Salvador Dali was heavily influenced by surrealism, and notably Sigmund Freud’s writings on psychology. According to Freud, the unconscious mind stores all of our forgotten or repressed memories and past experiences, which influence and form our behaviours, habits and beliefs. In the same way, even though Se Joo and Seol have reincarnated, the memories of their past lives remain in their unconscious and continue to affect their thoughts, feelings and actions in their present lives.
Surrealists like Dali are fascinated with dreams because they provide clues on how the unconscious mind works.
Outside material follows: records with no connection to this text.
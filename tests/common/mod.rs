//! Shared fixtures for the end-to-end tests.
//!
//! Repositories are laid down by hand as bare `.git` metadata (HEAD,
//! config, loose refs), which is all discovery and the filters read. Tests
//! that need real git plumbing (`list`, the proxies) build their fixtures
//! with `git init` instead and skip when git is not installed.

use std::path::Path;
use std::process::Command;

use assert_fs::prelude::*;
use assert_fs::TempDir;

/// Builder for a tree of fake repositories below one temp directory.
pub struct RepoTree {
    temp: TempDir,
}

#[allow(dead_code)]
impl RepoTree {
    pub fn new() -> RepoTree {
        RepoTree {
            temp: TempDir::new().expect("create temp dir"),
        }
    }

    pub fn path(&self) -> &Path {
        self.temp.path()
    }

    /// A repository with a literal `.git` metadata directory.
    pub fn repo(self, name: &str) -> Self {
        self.repo_with(name, &[], &[], &[])
    }

    /// A repository with the given branch refs, tag refs and remotes.
    pub fn repo_with(
        self,
        name: &str,
        branches: &[&str],
        tags: &[&str],
        remotes: &[(&str, &str)],
    ) -> Self {
        // An empty name puts the metadata at the tree root itself.
        let git = if name.is_empty() {
            ".git".to_string()
        } else {
            format!("{name}/.git")
        };
        self.temp
            .child(format!("{git}/HEAD"))
            .write_str("ref: refs/heads/master\n")
            .unwrap();
        self.temp.child(format!("{git}/refs/heads")).create_dir_all().unwrap();
        self.temp.child(format!("{git}/refs/tags")).create_dir_all().unwrap();

        for branch in branches {
            self.temp
                .child(format!("{git}/refs/heads/{branch}"))
                .write_str("0000000000000000000000000000000000000000\n")
                .unwrap();
        }
        for tag in tags {
            self.temp
                .child(format!("{git}/refs/tags/{tag}"))
                .write_str("0000000000000000000000000000000000000000\n")
                .unwrap();
        }

        let mut config = String::new();
        for (remote, url) in remotes {
            config.push_str(&format!("[remote \"{remote}\"]\n\turl = {url}\n"));
        }
        self.temp.child(format!("{git}/config")).write_str(&config).unwrap();

        self
    }

    /// A working tree whose `.git` is a redirect pointer file to
    /// `target`, given relative to the working tree.
    pub fn linked_repo(self, name: &str, target: &str) -> Self {
        self.temp
            .child(format!("{name}/.git"))
            .write_str(&format!("gitdir: {target}\n"))
            .unwrap();
        self
    }

    /// A bare metadata directory somewhere else on disk, for redirect
    /// targets.
    pub fn metadata_store(self, path: &str) -> Self {
        self.temp
            .child(format!("{path}/HEAD"))
            .write_str("ref: refs/heads/master\n")
            .unwrap();
        self.temp.child(format!("{path}/refs/heads")).create_dir_all().unwrap();
        self
    }

    /// Write a `.githerd` configuration file at the tree root.
    pub fn config_file(self, content: &str) -> Self {
        self.temp.child(".githerd").write_str(content).unwrap();
        self
    }

    /// An arbitrary file, for negative discovery cases.
    pub fn file(self, path: &str, content: &str) -> Self {
        self.temp.child(path).write_str(content).unwrap();
        self
    }
}

/// Whether a usable git binary is on the path. Suites that spawn git call
/// this first and return early when it is missing.
#[allow(dead_code)]
pub fn git_available() -> bool {
    Command::new("git")
        .arg("--version")
        .output()
        .map(|output| output.status.success())
        .unwrap_or(false)
}

/// `git init` plus one commit, so list and the proxies have something to
/// report. Panics on git failure; call `git_available` first.
#[allow(dead_code)]
pub fn init_real_repo(root: &Path, name: &str) {
    let dir = root.join(name);
    std::fs::create_dir_all(&dir).unwrap();

    for args in [
        vec!["init", "--quiet"],
        vec!["config", "user.email", "dev@example.com"],
        vec!["config", "user.name", "Dev"],
        vec!["commit", "--quiet", "--allow-empty", "-m", "first commit"],
    ] {
        let status = Command::new("git")
            .args(&args)
            .current_dir(&dir)
            .status()
            .expect("run git");
        assert!(status.success(), "git {args:?} failed in {}", dir.display());
    }
}
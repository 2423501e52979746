//! # Git Proxy Commands
//!
//! Pass-throughs to `git <subcommand>` in each repository. A fixed set of
//! subcommands is registered by default and configuration files can add
//! more, optionally with their own usage text, help text and interactive
//! flag. Interactive proxies inherit the terminal; their rows only say
//! that the command ran.

use std::process::Command;

use crate::output;
use crate::repository::Repository;

/// One git pass-through operation, bound to its arguments.
#[derive(Debug, Clone)]
pub struct ProxyOp {
    name: String,
    args: Vec<String>,
    interactive: bool,
}

impl ProxyOp {
    /// `git` holds the subcommand tokens the proxy always passes; `extra`
    /// is whatever followed the command name on this run's command line.
    pub fn new(name: &str, git: &[String], extra: Vec<String>, interactive: bool) -> ProxyOp {
        let mut args = git.to_vec();
        args.extend(extra);
        ProxyOp {
            name: name.to_string(),
            args,
            interactive,
        }
    }

    pub fn interactive(&self) -> bool {
        self.interactive
    }

    fn note_key(&self) -> String {
        format!("proxy.{}", self.name)
    }

    /// Run git and record its output. Non-zero exits keep their rows so
    /// the failure text lands in the report next to the successes.
    pub fn execute(&self, mut repository: Repository) -> Option<Repository> {
        let args = repository.expand_macros(&self.args);

        let output = if self.interactive {
            let (ok, error) = repository.run_git_interactive(&args);
            if ok {
                "(interactive command ran)".to_string()
            } else {
                error
            }
        } else {
            let (_, combined) = repository.run_git(&args);
            combined.trim().to_string()
        };

        let key = self.note_key();
        repository.put_note(&key, output);
        Some(repository)
    }

    pub fn header(&self) -> Vec<String> {
        vec![title_case(&self.name), "Output".to_string()]
    }

    pub fn rows(&self, repository: &Repository) -> Vec<Vec<String>> {
        output::format_row(repository.show_name(), repository.note(&self.note_key()))
    }
}

/// Help text for a proxy: the configured text if any, otherwise whatever
/// `git help <subcommand>` says.
pub fn help_text(git: &[String], configured: Option<&str>) -> String {
    if let Some(help) = configured {
        return help.to_string();
    }

    let fallback = "No help information available.".to_string();
    let Some(subcommand) = git.first() else {
        return fallback;
    };

    match Command::new("git").args(["help", subcommand]).output() {
        Ok(output) if output.status.success() => {
            String::from_utf8_lossy(&output.stdout).into_owned()
        }
        _ => fallback,
    }
}

fn title_case(name: &str) -> String {
    let mut chars = name.chars();
    match chars.next() {
        Some(first) => first.to_uppercase().collect::<String>() + chars.as_str(),
        None => String::new(),
    }
}
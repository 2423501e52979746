//! # Repository Discovery
//!
//! The walk that finds working trees below a root directory. Every visited
//! directory is checked for a `.git` anchor: either a metadata directory, or
//! a small redirect pointer file (`gitdir: <path>`) left by linked worktrees
//! and submodule checkouts. Redirects are resolved, submodule worktree
//! indirection is disambiguated, and a depth limit is applied before the
//! filter chain decides whether the repository takes part in the run.
//!
//! [`discover`] streams accepted descriptors through a bounded channel from
//! a dedicated producer thread, so traversal overlaps with whatever the
//! consumer does per repository. Anything unreadable or malformed along the
//! way is logged and skipped; discovery never fails a run.

use std::fs;
use std::path::{Component, Path, PathBuf};
use std::thread;

use flume::{Receiver, Sender};
use log::{debug, warn};
use regex::Regex;
use walkdir::WalkDir;

use crate::filter::FilterSet;
use crate::repository::Repository;

/// Channel capacity between the walk and the workers. Decouples traversal
/// speed from worker start-up; not needed for correctness.
const QUEUE_CAPACITY: usize = 100;

/// A `.git` entry larger than this cannot be a redirect pointer file.
const MAX_POINTER_SIZE: u64 = 4096;

/// Metadata configurations above this size are assumed to be something
/// other than a repository and the candidate is dropped.
const MAX_CONFIG_SIZE: u64 = 40960;

/// A resolved `.git` anchor: where commands run and where the metadata
/// actually lives.
#[derive(Debug, Clone, PartialEq, Eq)]
pub struct Anchor {
    pub work_dir: PathBuf,
    pub git_dir: PathBuf,
}

/// Walk `root` and stream accepted repositories in discovery order.
///
/// The walk runs on its own thread and the returned channel closes when it
/// completes. Sequence numbers are assigned to accepted repositories only,
/// starting at zero. `depth` bounds how deeply nested a repository may be
/// (in path segments of its name); zero means unlimited.
pub fn discover(root: PathBuf, depth: usize, filters: FilterSet) -> Receiver<Repository> {
    let (tx, rx) = flume::bounded(QUEUE_CAPACITY);

    thread::spawn(move || walk(&root, depth, &filters, &tx));

    rx
}

/// The producer side of [`discover`]. Stops early if the receiver is gone.
fn walk(root: &Path, depth: usize, filters: &FilterSet, out: &Sender<Repository>) {
    let mut walker = WalkDir::new(root).follow_links(false).sort_by_file_name();
    if depth > 0 {
        // A repository at the depth limit has its working directory at walk
        // depth `depth`, so this prunes exactly the subtrees that can no
        // longer contain an acceptable repository.
        walker = walker.max_depth(depth);
    }

    let mut sequence = 0;
    // The metadata itself is never searched for repositories.
    let entries = walker.into_iter().filter_entry(|e| e.file_name() != ".git");
    for entry in entries {
        let entry = match entry {
            Ok(entry) => entry,
            Err(err) => {
                warn!("skipping unreadable entry: {err}");
                continue;
            }
        };
        if !entry.file_type().is_dir() {
            continue;
        }

        let candidate = entry.path().join(".git");
        if fs::symlink_metadata(&candidate).is_err() {
            continue;
        }
        let Some(anchor) = resolve_anchor(&candidate) else {
            continue;
        };

        let name = repository_name(root, &anchor.work_dir);
        if depth > 0 && name_depth(&name) > depth {
            debug!("skipping repository \"{name}\" (filtered by depth)");
            continue;
        }

        let mut repository = Repository::new(sequence, name, anchor.work_dir, anchor.git_dir);
        if !filters.accepts(&mut repository) {
            continue;
        }

        debug!("found repository \"{}\"", repository.show_name());
        sequence += 1;
        if out.send(repository).is_err() {
            // Receiver dropped; nobody wants the rest of the walk.
            return;
        }
    }
}

/// Resolve a `.git` entry to its working directory and metadata root.
///
/// A directory anchors in place. A file must be a redirect pointer whose
/// target exists; if the target's configuration records a worktree
/// back-reference, the submodule disambiguation of [`resolve_worktree`]
/// applies. `None` means the candidate is not a repository worth listing.
pub fn resolve_anchor(anchor: &Path) -> Option<Anchor> {
    let work_dir = anchor.parent()?.to_path_buf();

    let metadata = match fs::symlink_metadata(anchor) {
        Ok(metadata) => metadata,
        Err(err) => {
            warn!("cannot stat {}: {err}", anchor.display());
            return None;
        }
    };

    let git_dir = if metadata.is_dir() {
        anchor.to_path_buf()
    } else {
        if metadata.len() >= MAX_POINTER_SIZE {
            warn!(
                "ignoring implausibly large .git file {} ({} bytes)",
                anchor.display(),
                metadata.len()
            );
            return None;
        }
        let target = read_redirect(anchor, &work_dir)?;
        if !target.exists() {
            debug!(
                "redirect in {} points at missing {}",
                anchor.display(),
                target.display()
            );
            return None;
        }
        target
    };

    if !resolve_worktree(&git_dir) {
        return None;
    }

    Some(Anchor { work_dir, git_dir })
}

/// Read a redirect pointer file and resolve its target against the
/// anchor's directory.
fn read_redirect(anchor: &Path, work_dir: &Path) -> Option<PathBuf> {
    let content = match fs::read_to_string(anchor) {
        Ok(content) => content,
        Err(err) => {
            warn!("cannot read {}: {err}", anchor.display());
            return None;
        }
    };

    let Some(target) = content.strip_prefix("gitdir: ") else {
        debug!("{} is not a redirect pointer", anchor.display());
        return None;
    };
    let target = Path::new(target.trim_end_matches(['\r', '\n']));

    if target.is_absolute() {
        Some(clean_path(target))
    } else {
        Some(clean_path(&work_dir.join(target)))
    }
}

/// Disambiguate submodule checkouts from stranger indirections.
///
/// A metadata root whose `config` records `worktree = <path>` belongs to a
/// submodule; the checkout is only listed when `<path>/.git` is a redirect
/// pointer file. A target that is missing, or a directory, means the
/// worktree reference points somewhere that is not this checkout, and the
/// candidate is dropped. Returns whether to keep the candidate.
fn resolve_worktree(git_dir: &Path) -> bool {
    let config = git_dir.join("config");
    let metadata = match fs::symlink_metadata(&config) {
        // No configuration, no indirection to resolve.
        Err(_) => return true,
        Ok(metadata) => metadata,
    };

    if metadata.len() > MAX_CONFIG_SIZE {
        warn!(
            "ignoring repository with huge configuration {} ({} bytes)",
            config.display(),
            metadata.len()
        );
        return false;
    }

    let content = match fs::read_to_string(&config) {
        Ok(content) => content,
        Err(err) => {
            warn!("cannot read {}: {err}", config.display());
            return false;
        }
    };

    let worktree = Regex::new("worktree = (.+)").expect("worktree pattern is valid");
    let Some(capture) = worktree.captures(&content) else {
        return true;
    };

    let target = clean_path(&git_dir.join(&capture[1]).join(".git"));
    match fs::symlink_metadata(&target) {
        Ok(metadata) => !metadata.is_dir(),
        Err(_) => false,
    }
}

/// The repository's name: its working directory relative to the search
/// root. The root itself has an empty name.
fn repository_name(root: &Path, work_dir: &Path) -> String {
    let relative = work_dir.strip_prefix(root).unwrap_or(work_dir);
    relative.to_string_lossy().replace('\\', "/")
}

/// Path-segment count of a name; the root counts as one segment.
fn name_depth(name: &str) -> usize {
    name.split('/').count()
}

/// Lexically remove `.` and `..` components so resolved redirect targets
/// compare equal across runs.
fn clean_path(path: &Path) -> PathBuf {
    let mut cleaned = PathBuf::new();
    for component in path.components() {
        match component {
            Component::CurDir => {}
            Component::ParentDir => {
                if !cleaned.pop() {
                    cleaned.push(component.as_os_str());
                }
            }
            _ => cleaned.push(component.as_os_str()),
        }
    }
    cleaned
}
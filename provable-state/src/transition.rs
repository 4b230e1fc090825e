//! State transitions and fixed-size transition batches.
//!
//! A transition claims that the value at `path` was `from` and, if `to.is_some`,
//! becomes `to`. The path `0` is reserved for padding: batches are always full,
//! and the unused tail is filled with [`ProvableTransition::dummy`].
use crate::{
    constant::TRANSITION_BATCH_SIZE,
    field::{bool_to_field, hash_with_prefix, FieldElement, ToFields},
    option::{ProvableOption, StateOption},
    types::StateError,
};
use ark_ff::Zero;
use serde::{Deserialize, Serialize};
use std::fmt;

/// Derives the accumulator path of a logical address.
///
/// `namespace` separates independent pieces of state (for example one per
/// runtime module and field), `key` selects the entry within it.
pub fn state_path<K: ToFields>(namespace: &str, key: &K) -> FieldElement {
    hash_with_prefix(namespace, &key.to_fields())
}

/// A typed state transition as emitted by the application layer.
#[derive(Clone, Debug, PartialEq, Eq, Serialize, Deserialize)]
pub struct StateTransition<V> {
    /// Accumulator key.
    #[serde(with = "crate::field::serde_field")]
    pub path: FieldElement,
    /// Value read before the transition.
    pub from: StateOption<V>,
    /// Value written by the transition, or none for a pure read.
    pub to: StateOption<V>,
}

impl<V: ToFields + Default> StateTransition<V> {
    /// Creates a transition from plain options.
    pub fn from_to(path: FieldElement, from: Option<V>, to: Option<V>) -> Self {
        Self {
            path,
            from: from.into(),
            to: to.into(),
        }
    }

    /// A transition that only reads `path`.
    pub fn read(path: FieldElement, value: Option<V>) -> Self {
        Self::from_to(path, value, None)
    }

    /// A transition that overwrites `path` with `value`.
    pub fn write(path: FieldElement, from: Option<V>, value: V) -> Self {
        Self::from_to(path, from, Some(value))
    }

    /// Returns the provable form of this transition.
    pub fn to_provable(&self) -> ProvableTransition {
        ProvableTransition {
            path: self.path,
            from: self.from.to_provable(),
            to: self.to.to_provable(),
        }
    }
}

/// The in-proof form of a transition.
#[derive(Clone, Copy, Debug, Default, PartialEq, Eq, Serialize, Deserialize)]
pub struct ProvableTransition {
    /// Accumulator key. Zero marks a padding entry; the leaf at path zero is
    /// reserved and stays empty.
    #[serde(with = "crate::field::serde_field")]
    pub path: FieldElement,
    /// Tree value read before the transition.
    pub from: ProvableOption,
    /// Tree value written by the transition.
    pub to: ProvableOption,
}

impl ProvableTransition {
    /// Creates a provable transition.
    pub fn new(path: FieldElement, from: ProvableOption, to: ProvableOption) -> Self {
        Self { path, from, to }
    }

    /// The padding transition.
    pub fn dummy() -> Self {
        Self {
            path: FieldElement::zero(),
            from: ProvableOption::none(),
            to: ProvableOption::none(),
        }
    }

    /// Whether this is a padding entry.
    pub fn is_dummy(&self) -> bool {
        self.path.is_zero()
    }
}

impl ToFields for ProvableTransition {
    fn to_fields(&self) -> Vec<FieldElement> {
        vec![
            self.path,
            bool_to_field(self.from.is_some),
            self.from.value,
            bool_to_field(self.to.is_some),
            self.to.value,
        ]
    }
}

impl fmt::Display for ProvableTransition {
    fn fmt(&self, f: &mut fmt::Formatter<'_>) -> fmt::Result {
        let fmt_opt = |opt: &ProvableOption| {
            if opt.is_some {
                opt.value.to_string()
            } else {
                "None".to_string()
            }
        };
        write!(
            f,
            "Transition(path: {}, from: {}, to: {})",
            self.path,
            fmt_opt(&self.from),
            fmt_opt(&self.to)
        )
    }
}

/// A fixed-size, padded sequence of transitions proven together.
#[derive(Clone, Debug, PartialEq, Eq, Serialize, Deserialize)]
pub struct TransitionBatch {
    transitions: [ProvableTransition; TRANSITION_BATCH_SIZE],
}

impl Default for TransitionBatch {
    fn default() -> Self {
        Self {
            transitions: [ProvableTransition::dummy(); TRANSITION_BATCH_SIZE],
        }
    }
}

impl TransitionBatch {
    /// Builds a batch from at most [`TRANSITION_BATCH_SIZE`] transitions,
    /// padding the remainder with the sentinel.
    pub fn new(transitions: &[ProvableTransition]) -> Result<Self, StateError> {
        if transitions.len() > TRANSITION_BATCH_SIZE {
            return Err(StateError::BatchOverflow {
                len: transitions.len(),
                max: TRANSITION_BATCH_SIZE,
            });
        }
        let mut batch = Self::default();
        batch.transitions[..transitions.len()].copy_from_slice(transitions);
        Ok(batch)
    }

    /// Splits an arbitrary list of transitions into consecutive padded batches.
    ///
    /// Always returns at least one batch, so an empty list still produces a
    /// (padding-only) proof.
    pub fn split(transitions: &[ProvableTransition]) -> Vec<Self> {
        if transitions.is_empty() {
            return vec![Self::default()];
        }
        transitions
            .chunks(TRANSITION_BATCH_SIZE)
            .map(|chunk| {
                let mut batch = Self::default();
                batch.transitions[..chunk.len()].copy_from_slice(chunk);
                batch
            })
            .collect()
    }

    /// All entries of the batch, padding included.
    pub fn transitions(&self) -> &[ProvableTransition] {
        &self.transitions
    }

    /// The entries that are not padding.
    pub fn real_transitions(&self) -> impl Iterator<Item = &ProvableTransition> {
        self.transitions.iter().filter(|t| !t.is_dummy())
    }
}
Freud described dreams as “the royal road to the unconscious” as it is in dreams that the ego’s defenses are lowered so that repressed memories may surface. In order to tap into his unconscious, Salvador Dali self-induced hallucinations in a process he called the paranoiac-critical method.
In Provenance is Everything, Bernard Ewell described how Dali worked:
“Sitting in the warm sun after a full lunch and feeling somewhat somnolent, Dali would place a metal mixing bowl in his lap and hold a large spoon loosely in his hands which he folded over his chest. As he fell asleep and relaxed, the spoon would fall from his grasp into the bowl and wake him up. He would reset the arrangement continuously and thus float along – not quite asleep and not quite awake – while his imagination would churn out the images that we find so fascinating, evocative, and inexplicable when they appear in his work.”
Dali floats in and out of sleep to conjure dream imagery from his unconscious. In the same way, Se Joo’s dreams and hallucinations tap into his unconscious, take him back to 1930 and unlock the secrets of his past life.
Note: There is a slight difference between the terms “subconscious” and “unconscious”. The subconscious, which Freud referred to as the preconscious, refers to the part of our minds that store memories which may be retrieved by choice at any time. Memories in the unconscious mind, however, cannot be retrieved by choice.
Parallels between 1930 and 2017
Maybe it’s fate. Or maybe it’s the unconscious mind at work. But for some reason, we often see history repeating itself in 2017…
Hwi Young crashed his bike; Se Joo crashed his car.
Hwi Young broke his arm and Soo Yeon became his typist; Se Joo broke his arm and Seol became his typist.
Twice, they dropped the pocket watch when running for their lives. It was a keepsake from Hwi Young’s dad, then it became a keepsake from Seol’s dad.
Lastly, Soo Yeon wanted to save her country but had to kill people; Seol wanted to save animals but ended up killing more.
Sejoo: By any chance, did you just get a strange feeling too?
Seol: Wait, you too?
Sejoo: It felt as if time and space were collapsing.
Not only did the past and present overlap, the present also served as a continuation of the past. The pocket watch stopped moving, presumably when Hwi Young died, and continued to tick when it reunited with Se Joo. This implied that the unfinished business of 1930 will need to be resolved in 2017.
In 1930, Hwi Young was a romance writer. But in 2017, Se Joo “abhors dating” and only writes thriller novels. It suggests that he was betrayed by his loved one.
In 1930, Soo Yeon was a gunman. But in 2017, Seol couldn’t hold a gun without thinking that she had killed someone before. Could it be that the person she killed was Hwi Young?
Sejoo: The garden looks too dreary. Should we raise a deer?
Besides Eugene O’Neill, the other portraits in Se Joo’s room are of F. Scott Fitzgerald, Ernest Hemingway and James Joyce, all of whom were influential writers in the 1930s. So it got me wondering if the deer head trophy hanging on the wall represents Hwi Young, suggesting that he had been hunted down. If Soo Yeon were the hunter, then it would explain why she unconsciously aspired to become a vet in her next life. And the “animal” she saved, was none other than Se Joo.